Врач рекомендовал порошок растворить в стакане воды и выпивать, оставляя малость на дне – там остается шлак, вредный для организма, его надо обязательно вытряхивать, поскольку от шлака этого не только в почках, но и в желчном пузыре и в мочеточнике образуются камни, – но возиться с водой, растворять порошок Тухачевскому не хотелось, и он высыпал порошок прямо в рот. Запил тепловатой, противно пахнущей болотной тиной водой. Спросил вслух, ни к кому не обращаясь:
– Ну, где же Муравьев?
А Муравьеву еще только подали второе – с кухни принесли барашка, приготовленного по степному рецепту, в собственном соку. Готовится такой баран долго, несколько часов, томится на медленном огне, мается, но зато вкус у него не сравним ни с чем. Десяток живых баранов на «Межень» доставили аж из-под самой Астрахани. К подносу с томленым бараном повар поставил три бутылки настоящего французского «Божоле».
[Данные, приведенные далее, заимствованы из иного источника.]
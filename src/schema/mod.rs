//! JSON-Schema emission, validation and field sets.

mod fieldset;
mod nullable;
pub mod validator;

pub use fieldset::{ConvertMode, FieldSet};
pub use nullable::make_nullable;
pub use validator::{Draft4Validator, SchemaValidator};

use crate::api::Registry;
use crate::error::ApiError;
use crate::resource::Resource;
use serde_json::Value;
use std::sync::Arc;

static DRAFT4: Draft4Validator = Draft4Validator;

/// What schema emission and value conversion may consult: the live registry
/// (for cross-resource references), the validator and the URL prefix.
#[derive(Clone, Copy)]
pub struct Context<'a> {
    registry: Option<&'a Registry>,
    validator: &'a dyn SchemaValidator,
    prefix: &'a str,
}

impl<'a> Context<'a> {
    pub fn new(registry: &'a Registry) -> Self {
        Context {
            registry: Some(registry),
            validator: registry.validator(),
            prefix: registry.prefix(),
        }
    }

    /// A context with no registry: reference fields render bare `$ref` schemas
    /// and cannot be converted.
    pub fn detached() -> Context<'static> {
        Context {
            registry: None,
            validator: &DRAFT4,
            prefix: "",
        }
    }

    pub fn route_prefix(&self, resource: &str) -> String {
        format!("{}/{}", self.prefix, resource)
    }

    pub fn registry(&self) -> Option<&'a Registry> {
        self.registry
    }

    pub fn resource(&self, name: &str) -> Result<&'a Arc<Resource>, ApiError> {
        self.registry
            .and_then(|r| r.resource(name))
            .ok_or_else(|| ApiError::Internal(format!("resource '{}' is not available", name)))
    }

    pub fn validator(&self) -> &'a dyn SchemaValidator {
        self.validator
    }

    pub fn validate(&self, instance: &Value, schema: &Value) -> Result<(), ApiError> {
        self.validator.validate(instance, schema)
    }
}
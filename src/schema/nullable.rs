//! Rewrites a JSON-Schema so that it also accepts `null`.

use serde_json::{json, Value};

const COMBINATORS: [&str; 5] = ["$ref", "allOf", "anyOf", "oneOf", "not"];

fn accepts_null_literal(schema: &Value) -> bool {
    match schema.get("type") {
        Some(Value::String(t)) => t == "null",
        Some(Value::Array(types)) => types.iter().any(|t| t == "null"),
        _ => false,
    }
}

/// Returns a schema accepting exactly what `schema` accepts plus `null`.
///
/// A bare `type` gains a `"null"` entry (and `enum`, when present, gains `null`),
/// `oneOf`/`anyOf` gain a `{"type": "null"}` branch, and any other constraining
/// shape (`$ref`, `allOf`, `enum`, `not`) is wrapped into `anyOf`, as is a
/// `type` that sits next to a combinator.
pub fn make_nullable(schema: Value) -> Value {
    let Value::Object(mut map) = schema else {
        return schema;
    };

    if map.contains_key("type") && COMBINATORS.iter().any(|k| map.contains_key(*k)) {
        return json!({"anyOf": [Value::Object(map), {"type": "null"}]});
    }

    if let Some(type_) = map.get_mut("type") {
        match type_ {
            Value::String(t) if t != "null" => {
                let t = t.clone();
                *type_ = json!([t, "null"]);
            }
            Value::Array(types) if !types.iter().any(|t| t == "null") => types.push(json!("null")),
            _ => {}
        }
        if let Some(Value::Array(values)) = map.get_mut("enum") {
            if !values.contains(&Value::Null) {
                values.push(Value::Null);
            }
        }
        return Value::Object(map);
    }

    for key in ["oneOf", "anyOf"] {
        if let Some(Value::Array(options)) = map.get_mut(key) {
            if !options.iter().any(accepts_null_literal) {
                options.push(json!({"type": "null"}));
            }
            return Value::Object(map);
        }
    }

    if ["$ref", "allOf", "enum", "not"].iter().any(|k| map.contains_key(*k)) {
        return json!({"anyOf": [Value::Object(map), {"type": "null"}]});
    }

    // No constraint on the instance type: null is already accepted.
    Value::Object(map)
}

#[cfg(test)]
mod tests {
    use super::*;
    use crate::schema::validator::{Draft4Validator, SchemaValidator};

    #[test]
    fn bare_type_gains_null() {
        assert_eq!(make_nullable(json!({"type": "string"})), json!({"type": ["string", "null"]}));
        assert_eq!(
            make_nullable(json!({"type": ["string", "integer"]})),
            json!({"type": ["string", "integer", "null"]})
        );
        assert_eq!(make_nullable(json!({"type": ["null"]})), json!({"type": ["null"]}));
    }

    #[test]
    fn unions_gain_null_branch() {
        assert_eq!(
            make_nullable(json!({"oneOf": [{"type": "string"}, {"type": "integer"}]})),
            json!({"oneOf": [{"type": "string"}, {"type": "integer"}, {"type": "null"}]})
        );
        assert_eq!(
            make_nullable(json!({"anyOf": [{"type": "string"}, {"type": "null"}]})),
            json!({"anyOf": [{"type": "string"}, {"type": "null"}]})
        );
    }

    #[test]
    fn reference_is_wrapped() {
        assert_eq!(
            make_nullable(json!({"$ref": "#"})),
            json!({"anyOf": [{"$ref": "#"}, {"type": "null"}]})
        );
    }

    #[test]
    fn constraints_survive_and_null_validates() {
        let v = Draft4Validator;
        let schema = make_nullable(json!({"type": "string", "enum": ["a", "b"], "minLength": 1}));
        assert!(v.is_valid(&Value::Null, &schema));
        assert!(v.is_valid(&json!("a"), &schema));
        assert!(!v.is_valid(&json!("c"), &schema));
        assert!(!v.is_valid(&json!(1), &schema));
    }

    #[test]
    fn typed_combinators_are_wrapped() {
        let v = Draft4Validator;
        let schema = make_nullable(json!({"type": "string", "not": {"type": "string"}}));
        assert_eq!(
            schema,
            json!({"anyOf": [{"type": "string", "not": {"type": "string"}}, {"type": "null"}]})
        );
        assert!(v.is_valid(&Value::Null, &schema));
        assert!(!v.is_valid(&json!("a"), &schema));

        let schema = make_nullable(json!({"type": "integer", "allOf": [{"minimum": 1}]}));
        assert!(v.is_valid(&Value::Null, &schema));
        assert!(v.is_valid(&json!(2), &schema));
        assert!(!v.is_valid(&json!(0), &schema));
    }
}
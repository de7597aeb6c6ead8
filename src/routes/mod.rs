//! Routes and their hypermedia links.
//!
//! A route is one HTTP method on a URL pattern below a resource root, with a
//! `rel` name and optional request/response schemas. Collection routes live
//! at `/{resource}/...`, item routes at `/{resource}/{id}/...`.

mod relation;

pub use relation::{ItemAttributeRoute, Relation};

use crate::api::Registry;
use crate::case::to_camel_case;
use crate::config::ApiConfig;
use crate::error::{ApiError, ConfigError};
use crate::extractors::Identity;
use crate::fields::Field;
use crate::manager::Manager;
use crate::natural_keys::{ref_schema, to_one_request_schema};
use crate::resource::{pagination_schema, Resource};
use crate::schema::Context;
use crate::Item;
use axum::http::Method;
use futures::future::BoxFuture;
use serde_json::{json, Map, Value};
use std::collections::HashMap;
use std::future::Future;
use std::sync::Arc;

/// Everything a custom route handler gets to work with.
pub struct RouteRequest {
    pub registry: Arc<Registry>,
    pub resource: Arc<Resource>,
    /// The resource's manager as seen by the requesting identity.
    pub manager: Arc<dyn Manager>,
    pub identity: Identity,
    /// The item of an item route, already read through `manager`.
    pub item: Option<Item>,
    pub body: Value,
    pub query: HashMap<String, String>,
}

impl RouteRequest {
    pub fn context(&self) -> Context<'_> {
        Context::new(&self.registry)
    }
}

/// Custom route handler. A `Null` result of a DELETE route renders as 204.
pub type RouteHandler = Arc<dyn Fn(RouteRequest) -> BoxFuture<'static, Result<Value, ApiError>> + Send + Sync>;

#[derive(Clone)]
pub(crate) enum RouteKind {
    DescribedBy,
    Instances,
    Create,
    Read,
    Update,
    Destroy,
    RelationInstances { attribute: String, target: String },
    RelationAdd { attribute: String, target: String },
    RelationRemove { attribute: String, target: String },
    AttributeRead { key: String, field: Field },
    AttributeWrite { key: String, field: Field },
    Custom(RouteHandler),
}

impl std::fmt::Debug for RouteKind {
    fn fmt(&self, f: &mut std::fmt::Formatter<'_>) -> std::fmt::Result {
        let name = match self {
            RouteKind::DescribedBy => "DescribedBy",
            RouteKind::Instances => "Instances",
            RouteKind::Create => "Create",
            RouteKind::Read => "Read",
            RouteKind::Update => "Update",
            RouteKind::Destroy => "Destroy",
            RouteKind::RelationInstances { .. } => "RelationInstances",
            RouteKind::RelationAdd { .. } => "RelationAdd",
            RouteKind::RelationRemove { .. } => "RelationRemove",
            RouteKind::AttributeRead { .. } => "AttributeRead",
            RouteKind::AttributeWrite { .. } => "AttributeWrite",
            RouteKind::Custom(_) => "Custom",
        };
        f.write_str(name)
    }
}

fn verb(method: &Method) -> &'static str {
    match *method {
        Method::POST => "create",
        Method::PATCH | Method::PUT => "update",
        Method::DELETE => "destroy",
        _ => "read",
    }
}

#[derive(Clone, Debug)]
pub struct Route {
    pub method: Method,
    pub rel: String,
    pub title: Option<String>,
    pub description: Option<String>,
    /// Request schema of a custom route, validated before the handler runs.
    pub schema: Option<Value>,
    pub target_schema: Option<Value>,
    attribute: String,
    item: bool,
    /// Path segments below the resource root (or below the item id).
    segments: Vec<String>,
    pub(crate) kind: RouteKind,
}

impl Route {
    fn with_kind(method: Method, attribute: &str, rel: &str, item: bool, segments: &[&str], kind: RouteKind) -> Self {
        Route {
            method,
            rel: rel.to_string(),
            title: None,
            description: None,
            schema: None,
            target_schema: None,
            attribute: attribute.to_string(),
            item,
            segments: segments.iter().map(|s| s.to_string()).collect(),
            kind,
        }
    }

    /// A collection route at `/{resource}/{attribute}`; rel defaults to
    /// camelCase `verb_attribute` (GET `rating` is `readRating`).
    pub fn new<F, Fut>(method: Method, attribute: &str, handler: F) -> Self
    where
        F: Fn(RouteRequest) -> Fut + Send + Sync + 'static,
        Fut: Future<Output = Result<Value, ApiError>> + Send + 'static,
    {
        let rel = to_camel_case(&format!("{}_{}", verb(&method), attribute));
        let handler: RouteHandler = Arc::new(move |request| Box::pin(handler(request)));
        Route::with_kind(method, attribute, &rel, false, &[attribute], RouteKind::Custom(handler))
    }

    pub fn get<F, Fut>(attribute: &str, handler: F) -> Self
    where
        F: Fn(RouteRequest) -> Fut + Send + Sync + 'static,
        Fut: Future<Output = Result<Value, ApiError>> + Send + 'static,
    {
        Route::new(Method::GET, attribute, handler)
    }

    pub fn post<F, Fut>(attribute: &str, handler: F) -> Self
    where
        F: Fn(RouteRequest) -> Fut + Send + Sync + 'static,
        Fut: Future<Output = Result<Value, ApiError>> + Send + 'static,
    {
        Route::new(Method::POST, attribute, handler)
    }

    pub fn patch<F, Fut>(attribute: &str, handler: F) -> Self
    where
        F: Fn(RouteRequest) -> Fut + Send + Sync + 'static,
        Fut: Future<Output = Result<Value, ApiError>> + Send + 'static,
    {
        Route::new(Method::PATCH, attribute, handler)
    }

    pub fn delete<F, Fut>(attribute: &str, handler: F) -> Self
    where
        F: Fn(RouteRequest) -> Fut + Send + Sync + 'static,
        Fut: Future<Output = Result<Value, ApiError>> + Send + 'static,
    {
        Route::new(Method::DELETE, attribute, handler)
    }

    /// Moves the route below the item id; the handler receives the read item.
    pub fn item(mut self) -> Self {
        self.item = true;
        self
    }

    pub fn rel(mut self, rel: &str) -> Self {
        self.rel = rel.to_string();
        self
    }

    pub fn title(mut self, title: &str) -> Self {
        self.title = Some(title.to_string());
        self
    }

    pub fn description(mut self, description: &str) -> Self {
        self.description = Some(description.to_string());
        self
    }

    pub fn schema(mut self, schema: Value) -> Self {
        self.schema = Some(schema);
        self
    }

    pub fn target_schema(mut self, schema: Value) -> Self {
        self.target_schema = Some(schema);
        self
    }

    /// Schema, instances, create, self, update and destroy.
    pub(crate) fn builtin() -> Vec<Route> {
        vec![
            Route::with_kind(Method::GET, "schema", "describedBy", false, &["schema"], RouteKind::DescribedBy),
            Route::with_kind(Method::GET, "instances", "instances", false, &[], RouteKind::Instances),
            Route::with_kind(Method::POST, "create", "create", false, &[], RouteKind::Create),
            Route::with_kind(Method::GET, "self", "self", true, &[], RouteKind::Read),
            Route::with_kind(Method::PATCH, "update", "update", true, &[], RouteKind::Update),
            Route::with_kind(Method::DELETE, "destroy", "destroy", true, &[], RouteKind::Destroy),
        ]
    }

    pub fn attribute(&self) -> &str {
        &self.attribute
    }

    pub fn is_item_route(&self) -> bool {
        self.item
    }

    /// URL pattern relative to the resource root, `{}`-style parameters.
    pub fn pattern(&self) -> String {
        let mut out = String::new();
        if self.item {
            out.push_str("/{id}");
        }
        for segment in &self.segments {
            out.push('/');
            out.push_str(segment);
        }
        out
    }

    /// Path for the axum router under `route_prefix`.
    pub(crate) fn axum_path(&self, route_prefix: &str) -> String {
        let pattern = self
            .pattern()
            .split('/')
            .map(|segment| match segment.strip_prefix('{').and_then(|s| s.strip_suffix('}')) {
                Some(name) => format!(":{}", name),
                None => segment.to_string(),
            })
            .collect::<Vec<_>>()
            .join("/");
        format!("{}{}", route_prefix, pattern)
    }

    /// Resource a relation route points at.
    pub(crate) fn target(&self) -> Option<&str> {
        match &self.kind {
            RouteKind::RelationInstances { target, .. }
            | RouteKind::RelationAdd { target, .. }
            | RouteKind::RelationRemove { target, .. } => Some(target),
            _ => None,
        }
    }

    pub(crate) fn bind(&mut self, owner: &str) {
        if let RouteKind::AttributeRead { field, .. } | RouteKind::AttributeWrite { field, .. } = &mut self.kind {
            field.bind(owner);
        }
    }

    pub(crate) fn resolve(&mut self, is_registered: &dyn Fn(&str) -> bool) -> Result<(), ConfigError> {
        if let RouteKind::AttributeRead { field, .. } | RouteKind::AttributeWrite { field, .. } = &mut self.kind {
            return field.resolve(is_registered);
        }
        match self.target() {
            Some(target) if !is_registered(target) => Err(ConfigError::UnresolvedReference(target.to_string())),
            _ => Ok(()),
        }
    }

    fn schemas(&self, resource: &Resource, ctx: Context<'_>, api: &ApiConfig) -> (Option<Value>, Option<Value>) {
        let this = || json!({"$ref": "#"});
        match &self.kind {
            RouteKind::DescribedBy => (None, None),
            RouteKind::Instances => (
                Some(resource.instances_schema(ctx, api)),
                Some(json!({"type": "array", "items": this()})),
            ),
            RouteKind::Create => (Some(resource.schema.create_schema(ctx)), Some(this())),
            RouteKind::Read => (None, Some(this())),
            RouteKind::Update => (Some(resource.schema.update_schema(ctx)), Some(this())),
            RouteKind::Destroy => (None, None),
            RouteKind::RelationInstances { target, .. } => (
                Some(pagination_schema(api)),
                Some(json!({"type": "array", "items": ref_schema(&ctx.route_prefix(target))})),
            ),
            RouteKind::RelationAdd { target, .. } => (
                Some(to_one_request_schema(target, ctx)),
                Some(ref_schema(&ctx.route_prefix(target))),
            ),
            RouteKind::RelationRemove { .. } => (None, None),
            RouteKind::AttributeRead { field, .. } => (None, Some(field.response(ctx))),
            RouteKind::AttributeWrite { field, .. } => (Some(field.request(ctx)), Some(field.response(ctx))),
            RouteKind::Custom(_) => (self.schema.clone(), self.target_schema.clone()),
        }
    }

    /// The link object of this route in the resource's hyper-schema.
    pub fn link(&self, resource: &Resource, ctx: Context<'_>, api: &ApiConfig) -> Value {
        let mut link = Map::new();
        link.insert("rel".into(), json!(self.rel));
        link.insert("href".into(), json!(format!("{}{}", ctx.route_prefix(&resource.name), self.pattern())));
        link.insert("method".into(), json!(self.method.as_str()));
        if let Some(title) = &self.title {
            link.insert("title".into(), json!(title));
        }
        if let Some(description) = &self.description {
            link.insert("description".into(), json!(description));
        }
        let (schema, target_schema) = self.schemas(resource, ctx, api);
        if let Some(schema) = schema {
            link.insert("schema".into(), schema);
        }
        if let Some(target_schema) = target_schema {
            link.insert("targetSchema".into(), target_schema);
        }
        Value::Object(link)
    }
}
– Вино, ваше высокопревосходительство, – м-м-м! – повар сложил пальцы в щепоть и звучно чмокнул. Он называл Муравьева «вашим высокопревосходительством», как генерал-лейтенанта, и Муравьев против этого не возражал, хотя в Красной армии было совсем другое обращение – «товарищ». – В самый раз вино. «Божоле», которое делается из винограда сорта «гамэ», – на мой взгляд, лучшее вино в мире, – продолжал заливаться повар, которого Муравьев отыскал в Санкт-Петербурге, увез с собою на фронт в Румынию, в Киеве поселил в лучший особняк на Крещатике, а на «Межени» отвел ему каюту по соседству с капитанской, предназначенную для царского наследника.
– «Гамэ», – зачарованно повторил вслед за поваром Муравьев, повернулся к одной даме, потом к другой, подмигнул им и поднял указательный палец: – Это – великолепный виноград.
– На всякий случай, если барашка окажется мало, я еще приготовил телятину и стерлядь, все с легкими соусами. «Божоле» тяжелых соусов не терпит. Лучше стерляди могла быть семга, но, ваше высокопревосходительство, семга – северная рыба, а поставки с севера к нам временно затруднены.
– Да-да, – рассеянным тоном произнес Муравьев и сделал рукой жест, отпуская повара. Тот удалился.
Уже был виден Симбирск – колокольни, соборы с золочеными куполами, справные купеческие дома, вставшие на высоких волжских откосах.